**What the task asks**
The answer must consist of every line from the data that holds the string "navigation".

(Data under study Opens)

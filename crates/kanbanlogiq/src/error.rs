//! Error types for kanbanlogiq.
//!
//! This module defines all error types used throughout the kanbanlogiq crate,
//! providing detailed context for debugging and user-friendly error messages.

use std::path::PathBuf;
use thiserror::Error;

/// The main error type for kanbanlogiq operations.
#[derive(Error, Debug)]
pub enum Error {
    // === Storage Errors ===
    /// Failed to open or create the database.
    #[error("failed to open database at {path}: {source}")]
    DatabaseOpen {
        /// Path to the database file.
        path: PathBuf,
        /// The underlying error.
        #[source]
        source: rusqlite::Error,
    },

    /// A database query failed.
    #[error("database query failed: {0}")]
    DatabaseQuery(#[from] rusqlite::Error),

    /// Failed to run database migrations.
    #[error("database migration failed: {message}")]
    DatabaseMigration {
        /// Description of what went wrong.
        message: String,
    },

    /// A referenced record does not exist.
    #[error("{entity} {id} not found")]
    NotFound {
        /// Kind of record that was looked up.
        entity: &'static str,
        /// Identifier that was looked up.
        id: i64,
    },

    // === Configuration Errors ===
    /// Failed to load configuration.
    #[error("failed to load configuration: {0}")]
    ConfigLoad(Box<figment::Error>),

    /// Configuration validation failed.
    #[error("invalid configuration: {message}")]
    ConfigValidation {
        /// Description of the validation failure.
        message: String,
    },

    // === Authentication Errors ===
    /// A required login field was missing or blank.
    #[error("the {field} field is required")]
    MissingField {
        /// Name of the missing field.
        field: &'static str,
    },

    /// Credentials did not match a known user.
    ///
    /// Carries no detail: unknown users and wrong passwords look the same.
    #[error("invalid credentials")]
    InvalidCredentials,

    /// The credential key could not be used.
    #[error("credential key error: {0}")]
    CredentialKey(String),

    /// A password could not be hashed.
    #[error("password hashing failed: {0}")]
    PasswordHash(String),

    // === Presentation Errors ===
    /// A CSV column descriptor carried no identifier.
    #[error("invalid column")]
    InvalidColumn,

    /// An HTML template failed to render.
    #[error("template rendering failed: {0}")]
    Render(#[from] askama::Error),

    // === I/O Errors ===
    /// File system operation failed.
    #[error("I/O error: {0}")]
    Io(#[from] std::io::Error),

    /// Failed to create a required directory.
    #[error("failed to create directory {path}: {source}")]
    DirectoryCreate {
        /// Path that couldn't be created.
        path: PathBuf,
        /// The underlying error.
        #[source]
        source: std::io::Error,
    },

    // === Serialization Errors ===
    /// JSON serialization/deserialization failed.
    #[error("JSON error: {0}")]
    Json(#[from] serde_json::Error),
}

/// A specialized Result type for kanbanlogiq operations.
pub type Result<T> = std::result::Result<T, Error>;

impl From<figment::Error> for Error {
    fn from(err: figment::Error) -> Self {
        Self::ConfigLoad(Box::new(err))
    }
}

impl Error {
    /// Create a new configuration validation error.
    #[must_use]
    pub fn config_validation(message: impl Into<String>) -> Self {
        Self::ConfigValidation {
            message: message.into(),
        }
    }

    /// Create a new credential key error.
    #[must_use]
    pub fn credential_key(message: impl Into<String>) -> Self {
        Self::CredentialKey(message.into())
    }

    /// Create a new password hashing error.
    #[must_use]
    pub fn password_hash(message: impl Into<String>) -> Self {
        Self::PasswordHash(message.into())
    }

    /// Create a not-found error for the given entity kind.
    #[must_use]
    pub fn not_found(entity: &'static str, id: i64) -> Self {
        Self::NotFound { entity, id }
    }

    /// Check if this error is a login failure that should be shown to the
    /// user as the generic "wrong email or password" message.
    #[must_use]
    pub fn is_login_failure(&self) -> bool {
        matches!(self, Self::InvalidCredentials)
    }

    /// Check if this error is a request validation failure.
    #[must_use]
    pub fn is_validation_error(&self) -> bool {
        matches!(self, Self::MissingField { .. })
    }
}
//! `kanbanlogiq` - Order and installation tray tracking with role-based views
//!
//! This library provides the core of the kanbanlogiq back office: role-based
//! landing routes, order and tray progress widgets, navigation and CSV label
//! helpers, the login flow, and `SQLite` storage for users, orders, and trays.

#![warn(missing_docs)]
#![warn(missing_debug_implementations)]
#![deny(unsafe_code)]

pub mod auth;
pub mod cli;
pub mod config;
pub mod csv;
pub mod error;
pub mod locale;
pub mod logging;
pub mod model;
pub mod navigation;
pub mod progress;
pub mod render;
pub mod role;
pub mod routing;
pub mod storage;


pub use config::Config;
pub use error::{Error, Result};
pub use logging::init_logging;
pub use model::{InstallationItem, Order, OrderItem};
pub use progress::{classify, percent, StatusLevel};
pub use render::{render_order_progress, render_tray};
pub use role::{Principal, Role};
pub use routing::{resolve_home_route, RouteId};
pub use storage::{Storage, StorageStats};
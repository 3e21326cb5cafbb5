//! Database migration system for kanbanlogiq.
//!
//! This module handles database schema versioning and migrations,
//! plus the destructive drop used by a full rebuild.

use rusqlite::Connection;
use tracing::{debug, warn};

use crate::error::{Error, Result};

use super::schema::{DROP_STATEMENTS, SCHEMA_STATEMENTS};

/// The current schema version.
pub const CURRENT_VERSION: i32 = 1;

/// Key used to store the schema version in the metadata table.
const VERSION_KEY: &str = "schema_version";

/// Initialize the database schema.
///
/// Creates all tables and indexes if they don't exist, then runs any
/// pending migrations to bring the schema up to the current version.
///
/// # Errors
///
/// Returns an error if schema creation or migration fails.
pub fn initialize_schema(conn: &Connection) -> Result<()> {
    for statement in SCHEMA_STATEMENTS {
        conn.execute(statement, [])?;
    }

    let version = get_schema_version(conn)?;
    if version < CURRENT_VERSION {
        run_migrations(conn, version)?;
    }

    Ok(())
}

/// Drop every table. All data is lost.
///
/// # Errors
///
/// Returns an error if a drop statement fails.
pub fn drop_schema(conn: &Connection) -> Result<()> {
    warn!("dropping all tables");
    for statement in DROP_STATEMENTS {
        conn.execute(statement, [])?;
    }
    Ok(())
}

/// Get the current schema version from the database.
///
/// Returns 0 if no version is set (fresh database).
///
/// # Errors
///
/// Returns an error if the stored version cannot be read or parsed.
pub fn get_schema_version(conn: &Connection) -> Result<i32> {
    let result: std::result::Result<String, rusqlite::Error> = conn.query_row(
        "SELECT value FROM metadata WHERE key = ?1",
        [VERSION_KEY],
        |row| row.get(0),
    );

    match result {
        Ok(value) => value.parse().map_err(|_| Error::DatabaseMigration {
            message: format!("invalid schema version: {value}"),
        }),
        Err(rusqlite::Error::QueryReturnedNoRows) => Ok(0),
        Err(e) => Err(e.into()),
    }
}

fn set_schema_version(conn: &Connection, version: i32) -> Result<()> {
    conn.execute(
        "INSERT OR REPLACE INTO metadata (key, value) VALUES (?1, ?2)",
        (VERSION_KEY, version.to_string()),
    )?;
    Ok(())
}

fn run_migrations(conn: &Connection, from_version: i32) -> Result<()> {
    let mut current = from_version;

    while current < CURRENT_VERSION {
        current += 1;
        debug!("running migration to version {current}");
        run_migration(conn, current)?;
    }

    set_schema_version(conn, CURRENT_VERSION)?;
    Ok(())
}

fn run_migration(conn: &Connection, version: i32) -> Result<()> {
    match version {
        // Version 1 is the base schema created by `SCHEMA_STATEMENTS`
        1 => set_schema_version(conn, 1),
        _ => Err(Error::DatabaseMigration {
            message: format!("unknown migration version: {version}"),
        }),
    }
}
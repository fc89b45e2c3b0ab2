//! Incremental node insertion with random attachment.

use tracing::{debug, instrument};

use crate::{
    graph::{Graph, GraphBuilder, NodeId},
    sampling::{RandomSource, sample_without_replacement},
};

/// Number of attachments used when a step does not specify one.
pub const DEFAULT_CONNECTIONS: usize = 3;

/// Adds a single node joined to randomly chosen existing nodes.
///
/// The new node receives [`Graph::next_node_id`]: the identifier after the
/// current maximum, or `0` for an empty graph. When fewer than `connections` nodes exist the new
/// node is joined to all of them instead.
///
/// # Examples
/// ```
/// use rand::{SeedableRng, rngs::SmallRng};
/// use rewire_core::{Graph, NodeAppender, NodeId};
///
/// let mut rng = SmallRng::seed_from_u64(1);
/// let grown = NodeAppender::new().append_node(&mut rng, &Graph::empty(), 3);
/// assert_eq!(grown.nodes().collect::<Vec<_>>(), vec![NodeId::new(0)]);
/// assert_eq!(grown.edge_count(), 0);
/// ```
#[derive(Debug, Clone, Copy, Default)]
pub struct NodeAppender;

impl NodeAppender {
    /// Creates an appender.
    #[must_use]
    pub const fn new() -> Self {
        Self
    }

    /// Returns a copy of `graph` extended by one node with up to
    /// `connections` edges.
    #[instrument(
        name = "core.append_node",
        skip(self, source, graph),
        fields(nodes = graph.node_count(), edges = graph.edge_count()),
    )]
    pub fn append_node<S>(&self, source: &mut S, graph: &Graph, connections: usize) -> Graph
    where
        S: RandomSource + ?Sized,
    {
        let new_node = graph.next_node_id();
        let existing: Vec<NodeId> = graph.nodes().collect();
        let targets = if existing.len() > connections {
            sample_without_replacement(source, &existing, connections)
        } else {
            existing
        };

        let mut builder = GraphBuilder::from_graph(graph);
        builder.insert_node(new_node);
        for &target in &targets {
            builder.insert_edge(new_node, target);
        }
        debug!(node = %new_node, attached = targets.len(), "node appended");
        builder.build()
    }
}

#[cfg(test)]
mod tests {
    use rand::{SeedableRng, rngs::SmallRng};
    use rstest::rstest;

    use super::*;
    use crate::test_utils::{ScriptedSource, graph_from_pairs, path_graph};

    fn append_seeded(graph: &Graph, connections: usize, seed: u64) -> Graph {
        NodeAppender::new().append_node(&mut SmallRng::seed_from_u64(seed), graph, connections)
    }

    fn new_edges(before: &Graph, after: &Graph) -> Vec<(NodeId, NodeId)> {
        after
            .edges()
            .filter(|edge| {
                let (a, b) = edge.endpoints();
                !before.contains_edge(a, b)
            })
            .map(|edge| edge.endpoints())
            .collect()
    }

    #[test]
    fn appends_three_edges_to_distinct_existing_nodes() {
        let graph = path_graph(8);
        let grown = append_seeded(&graph, 3, 9);
        let new_node = NodeId::new(8);

        assert_eq!(grown.node_count(), graph.node_count() + 1);
        let added = new_edges(&graph, &grown);
        assert_eq!(added.len(), 3);
        assert!(added.iter().all(|&(_, b)| b == new_node));
        assert_eq!(grown.degree(new_node), Some(3));
    }

    #[rstest]
    #[case::fewer_nodes_than_connections(2, 5)]
    #[case::exactly_enough_nodes(3, 3)]
    fn small_graphs_attach_to_every_node(#[case] len: u64, #[case] connections: usize) {
        let graph = path_graph(len);
        let mut source = ScriptedSource::new([1]);
        let grown = NodeAppender::new().append_node(&mut source, &graph, connections);
        let new_node = NodeId::new(len);

        for node in graph.nodes() {
            assert!(grown.contains_edge(new_node, node));
        }
        assert_eq!(grown.degree(new_node), Some(graph.node_count()));
        assert_eq!(source.draws(), 0, "no sampling is needed");
    }

    #[test]
    fn empty_graph_gains_node_zero_without_edges() {
        let grown = append_seeded(&Graph::empty(), 3, 1);
        assert_eq!(grown.node_count(), 1);
        assert!(grown.contains_node(NodeId::new(0)));
        assert_eq!(grown.edge_count(), 0);
    }

    #[test]
    fn identifier_follows_the_current_maximum() {
        let graph = graph_from_pairs(&[(3, 17)], &[4]);
        let grown = append_seeded(&graph, 1, 2);
        assert_eq!(grown.max_node(), Some(NodeId::new(18)));
    }

    #[test]
    fn saturated_identifiers_reuse_the_first_gap() {
        let graph = graph_from_pairs(&[(0, u64::MAX)], &[]);
        let grown = append_seeded(&graph, 1, 5);
        let new_node = NodeId::new(1);

        assert_eq!(grown.node_count(), 3);
        assert_eq!(grown.edge_count(), 2);
        assert_eq!(grown.degree(new_node), Some(1));
        assert!(grown.contains_edge(NodeId::new(0), NodeId::new(u64::MAX)));
    }

    #[test]
    fn zero_connections_adds_an_isolated_node() {
        let graph = path_graph(4);
        let grown = append_seeded(&graph, 0, 3);
        assert_eq!(grown.degree(NodeId::new(4)), Some(0));
        assert_eq!(grown.edge_count(), graph.edge_count());
    }

    #[test]
    fn input_graph_is_not_modified() {
        let graph = path_graph(5);
        let before = graph.clone();
        let _ = append_seeded(&graph, 3, 4);
        assert_eq!(graph, before);
    }
}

(Data under study Closes)

**Problem solution**
//! landing routes, order and tray progress widgets, navigation and CSV label
pub mod navigation;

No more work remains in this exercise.